=== What you will do ===
Your answer must be an exact transcription of every entry.

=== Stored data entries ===
• • • •
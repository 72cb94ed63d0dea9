//! Lexical splitting of formula strings
//!
//! Whitespace is ignored.  A run starting with an operator-name bracket
//! (`[` or `⟨`) up to its closing bracket is one slice and must name a
//! catalog operator.  Everything else is split into single characters;
//! characters that are operator symbols become operators, the rest are
//! passed through untouched for the converter to classify.

use crate::error::{FormulaError, Result};
use crate::logic::{closing_bracket, Operator, OperatorTable};
use nom::{
    branch::alt,
    bytes::complete::{take_till, take_till1},
    character::complete::{char, satisfy},
    combinator::{all_consuming, fail, map, peek, recognize, rest},
    multi::many0,
    sequence::tuple,
    IResult,
};
use std::fmt;
use tracing::debug;

/// A token as produced by the tokenizer
#[derive(Debug, Clone, PartialEq, Eq)]
pub enum RawToken {
    Operator(Operator),
    /// A single character: a letter candidate or a parenthesis
    Symbol(char),
}

impl fmt::Display for RawToken {
    fn fmt(&self, f: &mut fmt::Formatter<'_>) -> fmt::Result {
        match self {
            RawToken::Operator(op) => write!(f, "{}", op.symbol),
            RawToken::Symbol(c) => write!(f, "{}", c),
        }
    }
}

#[derive(Debug, Clone, Copy, PartialEq, Eq)]
enum Slice<'a> {
    OperatorName(&'a str),
    Plain(&'a str),
}

fn is_opening_bracket(c: char) -> bool {
    closing_bracket(c).is_some()
}

/// A bracketed operator name.  An unclosed bracket swallows the rest of the
/// input so that the lookup reports it.
fn operator_name(input: &str) -> IResult<&str, &str> {
    let (_, open) = peek(satisfy(is_opening_bracket))(input)?;
    match closing_bracket(open) {
        Some(close) => alt((
            recognize(tuple((char(open), take_till(|c: char| c == close), char(close)))),
            rest,
        ))(input),
        None => fail(input),
    }
}

fn slices(input: &str) -> IResult<&str, Vec<Slice<'_>>> {
    many0(alt((
        map(operator_name, Slice::OperatorName),
        map(take_till1(is_opening_bracket), Slice::Plain),
    )))(input)
}

/// Split `expression` into operator tokens and single-character symbols
pub fn tokenize(expression: &str, operators: &OperatorTable) -> Result<Vec<RawToken>> {
    let stripped: String = expression.chars().filter(|c| !c.is_whitespace()).collect();
    let (_, parts) = all_consuming(slices)(stripped.as_str())
        .map_err(|e| FormulaError::UnknownToken { token: e.to_string() })?;

    let mut tokens = Vec::with_capacity(stripped.len());
    for part in parts {
        match part {
            Slice::OperatorName(name) => {
                let op = operators.get(name).ok_or_else(|| FormulaError::Lookup {
                    symbol: name.to_string(),
                })?;
                tokens.push(RawToken::Operator(op.clone()));
            }
            Slice::Plain(run) => {
                tokens.extend(run.chars().map(|c| match operators.get_char(c) {
                    Some(op) => RawToken::Operator(op.clone()),
                    None => RawToken::Symbol(c),
                }));
            }
        }
    }
    debug!(count = tokens.len(), "tokenized expression");
    Ok(tokens)
}

#[cfg(test)]
mod tests {
    use super::*;
    use crate::logic::Logic;

    fn symbols(tokens: &[RawToken]) -> Vec<String> {
        tokens.iter().map(|t| t.to_string()).collect()
    }

    #[test]
    fn test_tokenize_modal_expression() {
        let logic = Logic::modal();
        let tokens = tokenize("□c∧◊d", logic.operators()).unwrap();
        assert_eq!(symbols(&tokens), vec!["□", "c", "∧", "◊", "d"]);
        assert!(matches!(&tokens[0], RawToken::Operator(op) if op.modal));
        assert_eq!(tokens[1], RawToken::Symbol('c'));
    }

    #[test]
    fn test_whitespace_is_stripped() {
        let logic = Logic::propositional();
        let tokens = tokenize(" ( a ∧\tb ) ", logic.operators()).unwrap();
        assert_eq!(symbols(&tokens), vec!["(", "a", "∧", "b", ")"]);
    }

    #[test]
    fn test_bracketed_operator_is_one_token() {
        let logic = Logic::modal();
        let tokens = tokenize("[L]p∨⟨L⟩(q)", logic.operators()).unwrap();
        assert_eq!(symbols(&tokens), vec!["[L]", "p", "∨", "⟨L⟩", "(", "q", ")"]);
        assert!(matches!(&tokens[0], RawToken::Operator(op) if op.symbol == "[L]"));
    }

    #[test]
    fn test_unknown_bracketed_operator() {
        let logic = Logic::modal();
        let err = tokenize("[M]p", logic.operators()).unwrap_err();
        assert!(matches!(err, FormulaError::Lookup { symbol } if symbol == "[M]"));
    }

    #[test]
    fn test_unclosed_bracket_reports_lookup() {
        let logic = Logic::modal();
        let err = tokenize("p∧[Lq", logic.operators()).unwrap_err();
        assert!(matches!(err, FormulaError::Lookup { symbol } if symbol == "[Lq"));
    }

    #[test]
    fn test_unknown_characters_pass_through() {
        let logic = Logic::propositional();
        let tokens = tokenize("A∧?", logic.operators()).unwrap();
        assert_eq!(tokens[0], RawToken::Symbol('A'));
        assert_eq!(tokens[2], RawToken::Symbol('?'));
    }

    #[test]
    fn test_empty_expression() {
        let logic = Logic::propositional();
        assert!(tokenize("   ", logic.operators()).unwrap().is_empty());
    }
}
• • • •
=== Reply to the exercise ===
repository 72cb94ed63d0dea9
//! Lexical splitting of formula strings
//!
//! Whitespace is ignored.  A run starting with an operator-name bracket
//! (`[` or `⟨`) up to its closing bracket is one slice and must name a
//! catalog operator.  Everything else is split into single characters;
//! characters that are operator symbols become operators, the rest are
//! passed through untouched for the converter to classify.

use crate::error::{FormulaError, Result};
use crate::logic::{closing_bracket, Operator, OperatorTable};
use nom::{
    branch::alt,
    bytes::complete::{take_till, take_till1},
    character::complete::{char, satisfy},
    combinator::{all_consuming, fail, map, peek, recognize, rest},
    multi::many0,
    sequence::tuple,
    IResult,
};
use std::fmt;
use tracing::debug;

/// A token as produced by the tokenizer
#[derive(Debug, Clone, PartialEq, Eq)]
pub enum RawToken {
    Operator(Operator),
    /// A single character: a letter candidate or a parenthesis
    Symbol(char),
}

impl fmt::Display for RawToken {
    fn fmt(&self, f: &mut fmt::Formatter<'_>) -> fmt::Result {
        match self {
            RawToken::Operator(op) => write!(f, "{}", op.symbol),
            RawToken::Symbol(c) => write!(f, "{}", c),
        }
    }
}

#[derive(Debug, Clone, Copy, PartialEq, Eq)]
enum Slice<'a> {
    OperatorName(&'a str),
    Plain(&'a str),
}

fn is_opening_bracket(c: char) -> bool {
    closing_bracket(c).is_some()
}

/// A bracketed operator name.  An unclosed bracket swallows the rest of the
/// input so that the lookup reports it.
fn operator_name(input: &str) -> IResult<&str, &str> {
    let (_, open) = peek(satisfy(is_opening_bracket))(input)?;
    match closing_bracket(open) {
        Some(close) => alt((
            recognize(tuple((char(open), take_till(|c: char| c == close), char(close)))),
            rest,
        ))(input),
        None => fail(input),
    }
}

fn slices(input: &str) -> IResult<&str, Vec<Slice<'_>>> {
    many0(alt((
        map(operator_name, Slice::OperatorName),
        map(take_till1(is_opening_bracket), Slice::Plain),
    )))(input)
}

/// Split `expression` into operator tokens and single-character symbols
pub fn tokenize(expression: &str, operators: &OperatorTable) -> Result<Vec<RawToken>> {
    let stripped: String = expression.chars().filter(|c| !c.is_whitespace()).collect();
    let (_, parts) = all_consuming(slices)(stripped.as_str())
        .map_err(|e| FormulaError::UnknownToken { token: e.to_string() })?;

    let mut tokens = Vec::with_capacity(stripped.len());
    for part in parts {
        match part {
            Slice::OperatorName(name) => {
                let op = operators.get(name).ok_or_else(|| FormulaError::Lookup {
                    symbol: name.to_string(),
                })?;
                tokens.push(RawToken::Operator(op.clone()));
            }
            Slice::Plain(run) => {
                tokens.extend(run.chars().map(|c| match operators.get_char(c) {
                    Some(op) => RawToken::Operator(op.clone()),
                    None => RawToken::Symbol(c),
                }));
            }
        }
    }
    debug!(count = tokens.len(), "tokenized expression");
    Ok(tokens)
}

#[cfg(test)]
mod tests {
    use super::*;
    use crate::logic::Logic;

    fn symbols(tokens: &[RawToken]) -> Vec<String> {
        tokens.iter().map(|t| t.to_string()).collect()
    }

    #[test]
    fn test_tokenize_modal_expression() {
        let logic = Logic::modal();
        let tokens = tokenize("□c∧◊d", logic.operators()).unwrap();
        assert_eq!(symbols(&tokens), vec!["□", "c", "∧", "◊", "d"]);
        assert!(matches!(&tokens[0], RawToken::Operator(op) if op.modal));
        assert_eq!(tokens[1], RawToken::Symbol('c'));
    }

    #[test]
    fn test_whitespace_is_stripped() {
        let logic = Logic::propositional();
        let tokens = tokenize(" ( a ∧\tb ) ", logic.operators()).unwrap();
        assert_eq!(symbols(&tokens), vec!["(", "a", "∧", "b", ")"]);
    }

    #[test]
    fn test_bracketed_operator_is_one_token() {
        let logic = Logic::modal();
        let tokens = tokenize("[L]p∨⟨L⟩(q)", logic.operators()).unwrap();
        assert_eq!(symbols(&tokens), vec!["[L]", "p", "∨", "⟨L⟩", "(", "q", ")"]);
        assert!(matches!(&tokens[0], RawToken::Operator(op) if op.symbol == "[L]"));
    }

    #[test]
    fn test_unknown_bracketed_operator() {
        let logic = Logic::modal();
        let err = tokenize("[M]p", logic.operators()).unwrap_err();
        assert!(matches!(err, FormulaError::Lookup { symbol } if symbol == "[M]"));
    }

    #[test]
    fn test_unclosed_bracket_reports_lookup() {
        let logic = Logic::modal();
        let err = tokenize("p∧[Lq", logic.operators()).unwrap_err();
        assert!(matches!(err, FormulaError::Lookup { symbol } if symbol == "[Lq"));
    }

    #[test]
    fn test_unknown_characters_pass_through() {
        let logic = Logic::propositional();
        let tokens = tokenize("A∧?", logic.operators()).unwrap();
        assert_eq!(tokens[0], RawToken::Symbol('A'));
        assert_eq!(tokens[2], RawToken::Symbol('?'));
    }

    #[test]
    fn test_empty_expression() {
        let logic = Logic::propositional();
        assert!(tokenize("   ", logic.operators()).unwrap().is_empty());
    }
}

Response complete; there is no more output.